Stackable Documentation

Welcome to Stackable! This documentation gives you an overview of the Stackable Data Platform, how to install and manage it as well as some tutorials.

Introduction

The Stackable Data Platform allows you to deploy, scale and manage Data infrastructure in any environment running Kubernetes.

You can find an overview of the supported components below, as well as a full list of all supported product versions here.

If you have any feedback regarding the documentation please either open an issue, ask a question or look at the source for this documentation in its repository.

Goal of the project

We are building a distribution of existing Open Source tools that together comprise the components of a modern data platform.

There are components to ingest data, to store data, to process and visualize and much more. While the platform got started in the Big Data ecosystem we are in no way limited to big data workloads.

You can declaratively build these environments, and we don’t stop at the tool level as we also provide ways for the users to interact with the platform in the "as Code"-approach.

We are leveraging the Open Policy Agent to provide Security-as-Code.

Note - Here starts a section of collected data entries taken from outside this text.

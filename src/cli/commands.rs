//! Command definitions and execution
//!
//! This module defines the command-line interface structure using clap
//! and wires each command to the engine.

use crate::blob::{
    create_azure_backends, BatchReport, ContainerCreation, ContainerEntry, ContainerManager,
    FileEntry, ListOptions, ListRequest, Listing, ListingResolver, OutcomeStatus, TransferManager,
    UploadReceipt,
};
use crate::config::Settings;
use crate::error::Result;
use crate::utils::format::{format_table, format_timestamp, OutputFormat};
use clap::{Parser, Subcommand};
use serde::Serialize;
use std::path::PathBuf;
use std::sync::Arc;
use tabled::{Table, Tabled};

#[derive(Parser)]
#[command(name = "blobcli")]
#[command(about = "CLI utility for working with Azure Blob Storage")]
#[command(version)]
pub struct Cli {
    /// YAML configuration file (defaults to ./config.yaml)
    #[arg(long, global = true, env = "BLOBCLI_CONFIG")]
    pub config: Option<PathBuf>,

    /// Enable debug logging, response dumps and verbose listings
    #[arg(long, global = true)]
    pub debug: bool,

    /// Output format
    #[arg(long, global = true, value_enum, default_value = "table")]
    pub format: OutputFormat,

    /// Disable colored table headers
    #[arg(long, global = true)]
    pub no_color: bool,

    #[command(subcommand)]
    pub command: Commands,
}

#[derive(Subcommand, Debug, Clone, PartialEq)]
pub enum Commands {
    /// Creates container in blob storage
    CreateContainer {
        /// The name of the container
        #[arg(short, long)]
        name: String,
    },
    /// Deletes container from the blob storage
    DeleteContainer {
        /// The name of the container
        #[arg(short, long)]
        name: String,
    },
    /// Uploads file to the blob storage at the provided path within the container
    Upload {
        /// The name of the container
        #[arg(short, long)]
        name: String,
        /// Path of file to upload
        #[arg(short, long)]
        file: PathBuf,
        /// Blob key to upload under; the file name is appended to it
        #[arg(short, long, default_value = "")]
        blob: String,
    },
    /// Downloads files from the blob storage. Drop -f to download all files in the config file list
    Download {
        /// Name of the container
        #[arg(short, long)]
        name: String,
        /// Blob key the files live under
        #[arg(short, long)]
        blob: Option<String>,
        /// File to download
        #[arg(short, long)]
        file: Option<String>,
        /// Directory to store downloaded file(s) in; must already exist
        #[arg(short, long, default_value = ".")]
        output: PathBuf,
    },
    /// Lists containers, folders in a container, or files in a folder
    #[command(alias = "ls")]
    List {
        /// The name of the container
        #[arg(short, long)]
        name: Option<String>,
        /// The prefix/folder of the blob
        #[arg(short, long)]
        prefix: Option<String>,
    },
}

/// How results are written to stdout
#[derive(Debug, Clone, Copy)]
pub struct OutputOptions {
    pub format: OutputFormat,
    pub no_color: bool,
    pub verbose: bool,
}

impl Cli {
    pub fn output_options(&self, settings: &Settings) -> OutputOptions {
        OutputOptions {
            format: self.format,
            no_color: self.no_color,
            verbose: self.debug || settings.debug,
        }
    }

    pub async fn execute(self, settings: Settings) -> Result<()> {
        let output = self.output_options(&settings);
        let storage = Arc::new(settings.storage_config()?);
        let (store, tokens) = create_azure_backends(storage.clone())?;

        match self.command {
            Commands::CreateContainer { name } => {
                let manager = ContainerManager::new(store);
                execute_create_container(&manager, &name).await
            }
            Commands::DeleteContainer { name } => {
                let manager = ContainerManager::new(store);
                execute_delete_container(&manager, &name).await
            }
            Commands::Upload { name, file, blob } => {
                let transfers = TransferManager::new(store, tokens, &storage);
                execute_upload(&transfers, &name, file, &blob, &output).await
            }
            Commands::Download {
                name,
                blob,
                file,
                output: output_dir,
            } => {
                let transfers = TransferManager::new(store, tokens, &storage)
                    .with_manifest(settings.manifest().map(<[String]>::to_vec));
                execute_download(&transfers, &name, blob, file, output_dir, &output).await
            }
            Commands::List { name, prefix } => {
                let resolver = ListingResolver::new(store);
                let request = ListRequest::from_args(name, prefix);
                execute_list(&resolver, &request, &output).await
            }
        }
    }
}

async fn execute_create_container(manager: &ContainerManager, name: &str) -> Result<()> {
    match manager.create(name).await? {
        ContainerCreation::Created => println!("Container '{name}' created"),
        ContainerCreation::AlreadyExists => println!("Container '{name}' already exists"),
    }
    Ok(())
}

async fn execute_delete_container(manager: &ContainerManager, name: &str) -> Result<()> {
    manager.delete(name).await?;
    println!("Container '{name}' deleted");
    Ok(())
}

async fn execute_upload(
    transfers: &TransferManager,
    container: &str,
    file: PathBuf,
    blob: &str,
    output: &OutputOptions,
) -> Result<()> {
    let receipt = transfers.upload(container, &file, blob).await?;

    match output.format {
        OutputFormat::Json => print_json(&receipt)?,
        OutputFormat::Table => print_upload_receipt(&receipt, output.verbose),
    }
    Ok(())
}

fn print_upload_receipt(receipt: &UploadReceipt, verbose: bool) {
    println!("Uploaded '{}'", receipt.blob_name);
    println!("   Size: {} bytes", receipt.size);
    println!("   Content-Type: {}", receipt.content_type);
    if verbose {
        println!("   ETag: {}", receipt.etag);
        println!("   Last-Modified: {}", format_timestamp(&receipt.last_modified));
    }
}

async fn execute_download(
    transfers: &TransferManager,
    container: &str,
    blob: Option<String>,
    file: Option<String>,
    output_dir: PathBuf,
    output: &OutputOptions,
) -> Result<()> {
    let blob = blob.as_deref();

    match file {
        Some(file) => {
            let receipt = transfers
                .download_one(container, blob, &file, &output_dir)
                .await?;
            match output.format {
                OutputFormat::Json => print_json(&receipt)?,
                OutputFormat::Table => println!(
                    "Downloaded '{}' to '{}'",
                    receipt.blob_name,
                    receipt.local_path.display()
                ),
            }
        }
        None => {
            let report = transfers.download_all(container, blob, &output_dir).await?;
            match output.format {
                OutputFormat::Json => print_json(&report)?,
                OutputFormat::Table => print_batch_report(&report, output.no_color),
            }
        }
    }
    Ok(())
}

fn print_batch_report(report: &BatchReport, no_color: bool) {
    #[derive(Tabled)]
    struct OutcomeRow {
        #[tabled(rename = "File")]
        file: String,
        #[tabled(rename = "Status")]
        status: String,
        #[tabled(rename = "Detail")]
        detail: String,
    }

    let rows: Vec<OutcomeRow> = report
        .outcomes()
        .iter()
        .map(|outcome| match &outcome.status {
            OutcomeStatus::Succeeded(receipt) => OutcomeRow {
                file: outcome.name.clone(),
                status: "downloaded".to_string(),
                detail: receipt.local_path.display().to_string(),
            },
            OutcomeStatus::Failed { error } => OutcomeRow {
                file: outcome.name.clone(),
                status: "failed".to_string(),
                detail: error.clone(),
            },
        })
        .collect();

    println!("{}", format_table(Table::new(&rows), no_color));
    println!(
        "\nReports download operation completed: {} succeeded, {} failed",
        report.succeeded(),
        report.failed()
    );
}

async fn execute_list(
    resolver: &ListingResolver,
    request: &ListRequest,
    output: &OutputOptions,
) -> Result<()> {
    let options = ListOptions {
        verbose: output.verbose,
        max_pages: None,
    };
    let listing = resolver.resolve(request, options).await?;

    if output.format == OutputFormat::Json {
        return print_json(&listing);
    }

    if listing.is_empty() {
        println!("Nothing found");
        return Ok(());
    }

    let table = match &listing {
        Listing::Containers(entries) => container_table(entries, output.verbose),
        Listing::Folders(folders) => folder_table(folders),
        Listing::Files(entries) => file_table(entries, output.verbose),
    };
    println!("{}", format_table(table, output.no_color));
    println!("\nTotal: {}", listing.len());
    Ok(())
}

fn container_table(entries: &[ContainerEntry], verbose: bool) -> Table {
    #[derive(Tabled)]
    struct ContainerRow {
        #[tabled(rename = "Name")]
        name: String,
        #[tabled(rename = "Last Modified")]
        last_modified: String,
    }

    #[derive(Tabled)]
    struct ContainerDetailRow {
        #[tabled(rename = "Name")]
        name: String,
        #[tabled(rename = "Last Modified")]
        last_modified: String,
        #[tabled(rename = "ETag")]
        etag: String,
        #[tabled(rename = "Lease Status")]
        lease_status: String,
        #[tabled(rename = "Legal Hold")]
        legal_hold: bool,
        #[tabled(rename = "Public Access")]
        public_access_level: String,
    }

    if verbose {
        let rows: Vec<ContainerDetailRow> = entries
            .iter()
            .map(|entry| {
                let details = entry.details.clone();
                ContainerDetailRow {
                    name: entry.name.clone(),
                    last_modified: format_timestamp(&entry.last_modified),
                    etag: details.as_ref().map(|d| d.etag.clone()).unwrap_or_default(),
                    lease_status: details
                        .as_ref()
                        .map(|d| d.lease_status.clone())
                        .unwrap_or_default(),
                    legal_hold: details.as_ref().is_some_and(|d| d.legal_hold),
                    public_access_level: details
                        .map(|d| d.public_access_level)
                        .unwrap_or_default(),
                }
            })
            .collect();
        Table::new(&rows)
    } else {
        let rows: Vec<ContainerRow> = entries
            .iter()
            .map(|entry| ContainerRow {
                name: entry.name.clone(),
                last_modified: format_timestamp(&entry.last_modified),
            })
            .collect();
        Table::new(&rows)
    }
}

fn folder_table(folders: &[String]) -> Table {
    #[derive(Tabled)]
    struct FolderRow {
        #[tabled(rename = "Folder")]
        name: String,
    }

    let rows: Vec<FolderRow> = folders
        .iter()
        .map(|name| FolderRow { name: name.clone() })
        .collect();
    Table::new(&rows)
}

fn file_table(entries: &[FileEntry], verbose: bool) -> Table {
    #[derive(Tabled)]
    struct FileRow {
        #[tabled(rename = "Name")]
        name: String,
        #[tabled(rename = "Created")]
        created: String,
        #[tabled(rename = "Last Modified")]
        last_modified: String,
        #[tabled(rename = "Content-Type")]
        content_type: String,
        #[tabled(rename = "Size")]
        content_length: u64,
    }

    #[derive(Tabled)]
    struct FileDetailRow {
        #[tabled(rename = "Name")]
        name: String,
        #[tabled(rename = "Created")]
        created: String,
        #[tabled(rename = "Last Modified")]
        last_modified: String,
        #[tabled(rename = "ETag")]
        etag: String,
        #[tabled(rename = "Content-Type")]
        content_type: String,
        #[tabled(rename = "Size")]
        content_length: u64,
        #[tabled(rename = "Lease Status")]
        lease_status: String,
        #[tabled(rename = "Type")]
        blob_type: String,
    }

    if verbose {
        let rows: Vec<FileDetailRow> = entries
            .iter()
            .map(|entry| {
                let details = entry.details.clone();
                FileDetailRow {
                    name: entry.name.clone(),
                    created: format_timestamp(&entry.created),
                    last_modified: format_timestamp(&entry.last_modified),
                    etag: details.as_ref().map(|d| d.etag.clone()).unwrap_or_default(),
                    content_type: entry.content_type.clone(),
                    content_length: entry.content_length,
                    lease_status: details
                        .as_ref()
                        .and_then(|d| d.lease_status.clone())
                        .unwrap_or_else(|| "-".to_string()),
                    blob_type: details.map(|d| d.blob_type).unwrap_or_default(),
                }
            })
            .collect();
        Table::new(&rows)
    } else {
        let rows: Vec<FileRow> = entries
            .iter()
            .map(|entry| FileRow {
                name: entry.name.clone(),
                created: format_timestamp(&entry.created),
                last_modified: format_timestamp(&entry.last_modified),
                content_type: entry.content_type.clone(),
                content_length: entry.content_length,
            })
            .collect();
        Table::new(&rows)
    }
}

fn print_json<T: Serialize>(value: &T) -> Result<()> {
    let json = serde_json::to_string_pretty(value)?;
    println!("{json}");
    Ok(())
}
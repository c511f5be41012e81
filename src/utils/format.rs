//! Table formatting and output utilities

use clap::ValueEnum;
use crossterm::terminal::size;
use tabled::{
    settings::{object::Rows, Alignment, Color, Modify, Padding, Style, Width},
    Table,
};

/// Output format options
#[derive(Debug, Clone, Copy, PartialEq, Eq, ValueEnum)]
pub enum OutputFormat {
    Table,
    Json,
}

/// Convenience function for formatting a table with default settings
pub fn format_table(mut table: Table, no_color: bool) -> String {
    table
        .with(Style::rounded())
        .with(Modify::new(Rows::first()).with(Alignment::center()))
        .with(Padding::new(1, 1, 0, 0));

    if !no_color {
        table.with(Modify::new(Rows::first()).with(Color::FG_BLUE));
    }

    // Auto-adjust width to terminal
    if let Ok((width, _)) = size() {
        table.with(Width::wrap(width as usize));
    }

    table.to_string()
}

/// Format a timestamp for table cells
pub fn format_timestamp(dt: &chrono::DateTime<chrono::Utc>) -> String {
    dt.format("%Y-%m-%d %H:%M:%S").to_string()
}
//! Data models for blob storage operations
//!
//! This module defines transfer descriptors, service response projections,
//! per-file outcomes, and the entries produced by listings.

use crate::error::BlobCliError;
use crate::utils::helpers::KEY_DELIMITER;
use chrono::{DateTime, Utc};
use serde::Serialize;
use std::path::{Path, PathBuf};

/// One file moving between the local filesystem and a container
#[derive(Debug, Clone, PartialEq, Eq)]
pub struct TransferDescriptor {
    pub container: String,
    /// Full "/"-delimited key of the remote blob
    pub blob_key: String,
    pub local_path: PathBuf,
}

impl TransferDescriptor {
    /// `<prefix>/<file_name>` in the container, `<local_dir>/<file_name>` on disk
    pub fn for_download(
        container: &str,
        blob_prefix: Option<&str>,
        file_name: &str,
        local_dir: &Path,
    ) -> Self {
        Self {
            container: container.to_string(),
            blob_key: remote_key(blob_prefix.unwrap_or_default(), file_name),
            local_path: local_dir.join(file_name),
        }
    }
}

/// Key for `name` under `prefix`. Trailing delimiters on the prefix are
/// dropped and an empty prefix means the top level of the container.
pub fn remote_key(prefix: &str, name: &str) -> String {
    let prefix = prefix.trim_end_matches(KEY_DELIMITER);
    if prefix.is_empty() {
        name.to_string()
    } else {
        crate::utils::helpers::join_blob_key(prefix, name)
    }
}

/// What the service reported for a completed upload
#[derive(Debug, Clone, PartialEq, Serialize)]
pub struct UploadReceipt {
    pub blob_name: String,
    pub etag: String,
    pub last_modified: DateTime<Utc>,
    pub content_type: String,
    pub size: u64,
}

/// A blob written to local disk
#[derive(Debug, Clone, PartialEq, Serialize)]
pub struct DownloadReceipt {
    pub blob_name: String,
    pub local_path: PathBuf,
    pub size: u64,
}

#[derive(Debug, Clone, PartialEq, Serialize)]
#[serde(tag = "status", rename_all = "snake_case")]
pub enum OutcomeStatus {
    Succeeded(DownloadReceipt),
    Failed { error: String },
}

/// Result of one manifest entry in a batch download
#[derive(Debug, Clone, PartialEq, Serialize)]
pub struct TransferOutcome {
    pub name: String,
    #[serde(flatten)]
    pub status: OutcomeStatus,
}

impl TransferOutcome {
    pub fn succeeded(name: impl Into<String>, receipt: DownloadReceipt) -> Self {
        Self {
            name: name.into(),
            status: OutcomeStatus::Succeeded(receipt),
        }
    }

    pub fn failed(name: impl Into<String>, error: &BlobCliError) -> Self {
        Self {
            name: name.into(),
            status: OutcomeStatus::Failed {
                error: error.to_string(),
            },
        }
    }

    pub fn is_success(&self) -> bool {
        matches!(self.status, OutcomeStatus::Succeeded(_))
    }
}

/// Ordered per-entry outcomes of a batch download
#[derive(Debug, Clone, PartialEq, Serialize)]
pub struct BatchReport {
    pub container: String,
    pub outcomes: Vec<TransferOutcome>,
}

impl BatchReport {
    pub fn new(container: impl Into<String>, outcomes: Vec<TransferOutcome>) -> Self {
        Self {
            container: container.into(),
            outcomes,
        }
    }

    pub fn outcomes(&self) -> &[TransferOutcome] {
        &self.outcomes
    }

    pub fn succeeded(&self) -> usize {
        self.outcomes.iter().filter(|o| o.is_success()).count()
    }

    pub fn failed(&self) -> usize {
        self.outcomes.len() - self.succeeded()
    }

    pub fn is_complete_success(&self) -> bool {
        self.failed() == 0
    }
}

#[derive(Debug, Clone, Copy, PartialEq, Eq, Serialize)]
#[serde(rename_all = "snake_case")]
pub enum ContainerCreation {
    Created,
    AlreadyExists,
}

/// A container as reported by the service
#[derive(Debug, Clone, PartialEq)]
pub struct RemoteContainer {
    pub name: String,
    pub last_modified: DateTime<Utc>,
    pub etag: String,
    pub lease_status: String,
    pub has_legal_hold: bool,
    pub public_access: String,
}

/// A blob as reported by the service
#[derive(Debug, Clone, PartialEq)]
pub struct RemoteBlob {
    pub name: String,
    pub created: DateTime<Utc>,
    pub last_modified: DateTime<Utc>,
    pub etag: String,
    pub content_type: String,
    pub content_length: u64,
    pub lease_status: Option<String>,
    pub blob_type: String,
}

#[derive(Debug, Clone, PartialEq, Serialize)]
pub struct ContainerDetails {
    pub etag: String,
    pub lease_status: String,
    pub legal_hold: bool,
    pub public_access_level: String,
}

#[derive(Debug, Clone, PartialEq, Serialize)]
pub struct ContainerEntry {
    pub name: String,
    pub last_modified: DateTime<Utc>,
    /// Only populated for verbose listings
    #[serde(skip_serializing_if = "Option::is_none")]
    pub details: Option<ContainerDetails>,
}

#[derive(Debug, Clone, PartialEq, Serialize)]
pub struct FileDetails {
    pub etag: String,
    pub lease_status: Option<String>,
    pub blob_type: String,
}

#[derive(Debug, Clone, PartialEq, Serialize)]
pub struct FileEntry {
    /// Key with the folder segment removed
    pub name: String,
    pub created: DateTime<Utc>,
    pub last_modified: DateTime<Utc>,
    pub content_type: String,
    pub content_length: u64,
    #[serde(skip_serializing_if = "Option::is_none")]
    pub details: Option<FileDetails>,
}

We are building a distribution that includes the “best of breed” of existing Open Source tools, but bundles them in a way, so it is easy to deploy a fully working stack of software. Most of the existing tools are “single purpose” tools, which often do not play nicely together out-of-the-box.

Components

We are using Kubernetes as our deployment platform. And we’re building Operators for each of the products we support. The Stackable Data Platform supports the following products:

Apache Airflow

Airflow is a workflow engine and your replacement should you be using Apache Oozie.

Apache Druid

Apache Druid is a real-time database to power modern analytics applications.

Apache HBase

HBase is a distributed, scalable, big data store.

Apache Hadoop HDFS

HDFS is a distributed file system that provides high-throughput access to application data.

Apache Hive

The Apache Hive data warehouse software facilitates reading, writing, and managing large datasets residing in distributed storage using SQL. We support the Hive Metastore.

Apache Kafka

Apache Kafka is an open-source distributed event streaming platform used by thousands of companies for high-performance data pipelines, streaming analytics, data integration, and mission-critical applications.

Apache NiFi

An easy to use, powerful, and reliable system to process and distribute data.

Apache Spark

Apache Spark is a multi-language engine for executing data engineering, data science, and machine learning on single-node machines or clusters.

Apache Superset

Apache Superset is a modern data exploration and visualization platform.

Trino

Fast distributed SQL query engine for big data analytics that helps you explore your data universe.

Apache ZooKeeper

ZooKeeper is a centralized service for maintaining configuration information, naming, providing distributed synchronization, and providing group services.